Friday’s announcement by NHS chief executive, Simon Stevens, of longer waiting times for non-urgent operations is proof that the strain can be borne no longer at current funding levels. In order to make improvements in key areas including A&E and mental health provision, increasing numbers of patients in need of knee and hip replacements, for instance, will not go under the knife within the 18-week target.
On the face of it, this may seem like an acceptable trade-off. It has been painfully obvious this winter that accident and emergency services are flailing, with patients queuing on ambulance gurneys and staff pushed to breaking point. Mental health provision has also come under the microscope, with many areas lacking the capacity to cope. Some patients have been dispatched more than 150 miles from their homes for treatment as a result, which is plainly not conducive to their recovery – nor, it must be said, is it cost-effective.

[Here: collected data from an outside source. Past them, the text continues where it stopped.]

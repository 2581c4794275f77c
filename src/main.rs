use clap::Parser;
use color_eyre::eyre::eyre;
use color_eyre::Result;
use datadash::error_display::user_message_from_io;
use datadash::export::ExportBundle;
use datadash::statistics::MissingReport;
use datadash::{
    default_selection, AppConfig, ChartKind, ChartOutcome, ConfigManager, Dashboard,
    DashboardEvent, RenderError, RowFilter, SqlWarehouse, ViewError, APP_NAME,
};
use datadash_cli::{Args, ChartKindArg, SourceCommand};
use std::path::{Path, PathBuf};

fn chart_kind(arg: ChartKindArg) -> ChartKind {
    match arg {
        ChartKindArg::Bar => ChartKind::Bar,
        ChartKindArg::Line => ChartKind::Line,
        ChartKindArg::Scatter => ChartKind::Scatter,
        ChartKindArg::Box => ChartKind::Box,
        ChartKindArg::Histogram => ChartKind::Histogram,
    }
}

/// Apply command-line overrides on top of the loaded configuration.
fn apply_overrides(config: &mut AppConfig, args: &Args) {
    if let Some(delimiter) = args.delimiter {
        config.file_loading.delimiter = Some(delimiter);
    }
    if let Some(parse_dates) = args.parse_dates {
        config.file_loading.parse_dates = parse_dates;
    }
    if let Some(timeout) = args.timeout_secs {
        config.api.timeout_secs = timeout;
    }
    if let Some(dir) = &args.output_dir {
        config.export.output_dir = Some(dir.clone());
    }
    if let Some(rows) = args.preview_rows {
        config.export.preview_rows = rows;
    }
}

fn source_events(source: &SourceCommand) -> Result<Vec<DashboardEvent>> {
    let events = match source {
        SourceCommand::Upload { path } => {
            let bytes = std::fs::read(path).map_err(|e| {
                eyre!(user_message_from_io(&e, Some(&path.display().to_string())))
            })?;
            let filename = path
                .file_name()
                .map(|n| n.to_string_lossy().into_owned())
                .unwrap_or_else(|| path.display().to_string());
            vec![DashboardEvent::Upload { filename, bytes }]
        }
        SourceCommand::Query { sql } => vec![
            DashboardEvent::QueryEdited(sql.clone()),
            DashboardEvent::ExecuteQuery,
        ],
        SourceCommand::Fetch { url } => vec![
            DashboardEvent::EndpointEdited(url.clone()),
            DashboardEvent::FetchApi,
        ],
    };
    Ok(events)
}

fn print_overview(dashboard: &Dashboard) -> Result<(), ViewError> {
    let info = dashboard.dataset_info()?;
    println!("Total Rows: {}", info.rows);
    println!("Total Columns: {}", info.columns);
    println!("Numeric Columns: {}", info.numeric);
    println!("Categorical Columns: {}", info.categorical);
    if let Some(filename) = &info.filename {
        println!("File: {}", filename);
    }
    println!();
    println!("{}", dashboard.preview()?.frame());
    Ok(())
}

fn print_statistics(dashboard: &Dashboard, out_dir: &Path) -> Result<()> {
    let report = dashboard.statistics()?;
    for notice in report.notices() {
        println!("{}", notice);
    }
    if let Some(describe) = &report.describe {
        println!("Descriptive Statistics");
        println!("{}", describe.to_frame()?);
    }
    match dashboard.correlation_svg(&report) {
        Some(Ok(svg)) => {
            let path = write_file(out_dir, "correlation_heatmap.svg", svg.as_bytes())?;
            println!("Correlation heat map: {}", path.display());
        }
        Some(Err(e)) => eprintln!("Error generating chart: {}", e),
        None => {}
    }
    if let MissingReport::Columns(columns) = &report.missing {
        println!("Missing Values");
        for column in columns {
            println!(
                "  {}: {} ({:.2}%)",
                column.name, column.count, column.percentage
            );
        }
    }
    Ok(())
}

fn render_chart(
    dashboard: &mut Dashboard,
    args: &Args,
    kind: ChartKind,
    out_dir: &Path,
) -> Result<()> {
    let domains = dashboard.role_domains(kind)?;
    let mut selection = default_selection(&domains);
    if let Some(x) = &args.x {
        selection.x = Some(x.clone());
    }
    if let Some(y) = &args.y {
        selection.y = Some(y.clone());
    }
    if let Some(color) = &args.color {
        selection.color = Some(color.clone());
    }

    match dashboard.chart(kind, &selection)? {
        ChartOutcome::Rendered(chart) => {
            let name = format!("chart_{}.svg", kind.as_str());
            let path = write_file(out_dir, &name, chart.svg.as_bytes())?;
            println!("{}: {}", chart.spec.title(), path.display());
        }
        ChartOutcome::NoNumericColumns => println!("{}", RenderError::NoNumericColumns),
        ChartOutcome::Failed { message } => eprintln!("{}", message),
    }
    Ok(())
}

fn write_exports(dashboard: &Dashboard, args: &Args, out_dir: &Path) -> Result<()> {
    let filter = args
        .filter_column
        .as_ref()
        .map(|column| RowFilter::new(column.clone(), args.filter_values.clone()));
    if let Some(filter) = filter.as_ref().filter(|f| !f.is_empty()) {
        println!("Filtered Rows: {}", dashboard.filtered_row_count(filter)?);
    }

    let at = chrono::Local::now().naive_local();
    let bundle: ExportBundle = dashboard.exports(filter.as_ref(), &at)?;
    for artifact in bundle.artifacts() {
        let path = artifact.write_to(out_dir)?;
        println!("{} ({} rows): {}", artifact.kind.label(), artifact.rows, path.display());
    }
    Ok(())
}

fn write_file(dir: &Path, name: &str, bytes: &[u8]) -> Result<PathBuf> {
    std::fs::create_dir_all(dir)?;
    let path = dir.join(name);
    std::fs::write(&path, bytes)?;
    tracing::info!(file = %path.display(), "chart written");
    Ok(path)
}

fn run(args: &Args) -> Result<()> {
    if args.generate_config {
        let manager = ConfigManager::new(APP_NAME)?;
        let path = manager.write_default_config(args.force)?;
        println!("Configuration written to {}", path.display());
        return Ok(());
    }

    let Some(source) = &args.source else {
        println!("{}", datadash::EMPTY_STATE_MESSAGE);
        println!();
        println!("CSV Example\n{}\n", datadash::CSV_EXAMPLE);
        println!("API Response Example\n{}", datadash::API_EXAMPLE);
        return Ok(());
    };

    let mut config = AppConfig::load(APP_NAME)?;
    apply_overrides(&mut config, args);
    config.validate()?;

    let out_dir = config
        .export
        .output_dir
        .clone()
        .unwrap_or_else(|| PathBuf::from("."));
    let warehouse = SqlWarehouse::new(config.warehouse.clone(), config.file_loading.clone());
    let mut dashboard = Dashboard::new(
        config,
        datadash::loader::api::default_transport(),
        Box::new(warehouse),
    );

    let mut failed = false;
    for event in source_events(source)? {
        for notice in dashboard.handle(event) {
            failed |= notice.is_error();
            println!("{}", notice);
        }
    }
    if failed {
        return Err(eyre!("no data loaded"));
    }

    print_overview(&dashboard)?;
    if let Some(kind) = args.chart {
        render_chart(&mut dashboard, args, chart_kind(kind), &out_dir)?;
    }
    if args.stats {
        print_statistics(&dashboard, &out_dir)?;
    }
    if args.export {
        write_exports(&dashboard, args, &out_dir)?;
    }
    if let Some(footer) = dashboard.footer() {
        println!();
        println!("{}", footer);
    }
    Ok(())
}

fn main() -> Result<()> {
    let args = Args::parse();

    color_eyre::install()?;
    datadash::logging::init(args.debug);

    if let Err(e) = run(&args) {
        eprintln!("Error: {}", e);
        std::process::exit(1);
    }
    Ok(())
}

#[cfg(test)]
mod tests {
    use super::*;

    #[test]
    fn overrides_replace_config_values() {
        let args = Args::parse_from([
            "datadash",
            "--delimiter",
            "59",
            "--timeout-secs",
            "5",
            "--preview-rows",
            "3",
            "upload",
            "data.csv",
        ]);
        let mut config = AppConfig::default();
        apply_overrides(&mut config, &args);
        assert_eq!(config.file_loading.delimiter, Some(b';'));
        assert_eq!(config.api.timeout_secs, 5);
        assert_eq!(config.export.preview_rows, 3);
        assert!(!config.file_loading.parse_dates);
    }

    #[test]
    fn query_source_edits_then_executes() {
        let events = source_events(&SourceCommand::Query {
            sql: "SELECT 1".to_string(),
        })
        .unwrap();
        assert_eq!(
            events,
            vec![
                DashboardEvent::QueryEdited("SELECT 1".to_string()),
                DashboardEvent::ExecuteQuery
            ]
        );
    }
}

Furthermore, as Mr Stevens himself has been quick to emphasise, the waiting times experienced by those requiring non-urgent, surgical intervention have massively improved over the past 20 years. As recently as 2000, patients were frequently forced to wait more than a year for operations. The reality is that hospitals are already missing the 92 per cent target for treatment within 18 weeks and there is therefore arguably some sense in taking a pragmatic approach when it comes to removing the threat of sanctions for those trusts which don’t reach the pass mark.
Of course it is not only elective operations that are the focus of cost savings. It has already been announced this week that the NHS will end prescriptions for gluten-free food products, sunscreen and easily available painkillers such as paracetamol. And fundamentally, the changing needs of a growing and ageing population mean that the NHS must evolve. We cannot expect it to be all things to all people for all time.
Nevertheless, while modernisation – and in some areas streamlining – of services is necessary, it is important that Mr Stevens’s decision to row back target times for non-emergency operations does not become something of a trend. For while a patient requiring non-urgent treatment may not be in mortal danger if forced to wait a little longer, the chances are they are in considerable pain. That pain may worsen as time goes by; the patient’s mental wellbeing may suffer too. And if they subsequently find, for instance, that they cannot work, or drive, or walk, then the knock-on consequences of delaying surgery become significant. There may even be increased costs to the NHS as a result. It is eminently likely that some patients will seek solace in the private sector, which will raise further questions about a two-tier health service.
What’s more, we should be wary of accepting the argument that the Government cannot do more to fund the NHS. It has already been clearly demonstrated that the Prime Minister’s claim of an extra £10bn a year on health spending is wrong. There remain serious concerns that existing funding levels will be insufficient, even when recently instituted efficiencies and other savings are taking into account. The Chancellor may be resistant to raising borrowing levels but he shouldn’t rule the option out simply on principle.
The NHS remains a remarkable institution and its core values are still intact more than 70 years after its establishment. Of course it must adapt to changing circumstances – but it must not be permitted to wither, even if there isn’t £350m a week to look forward to.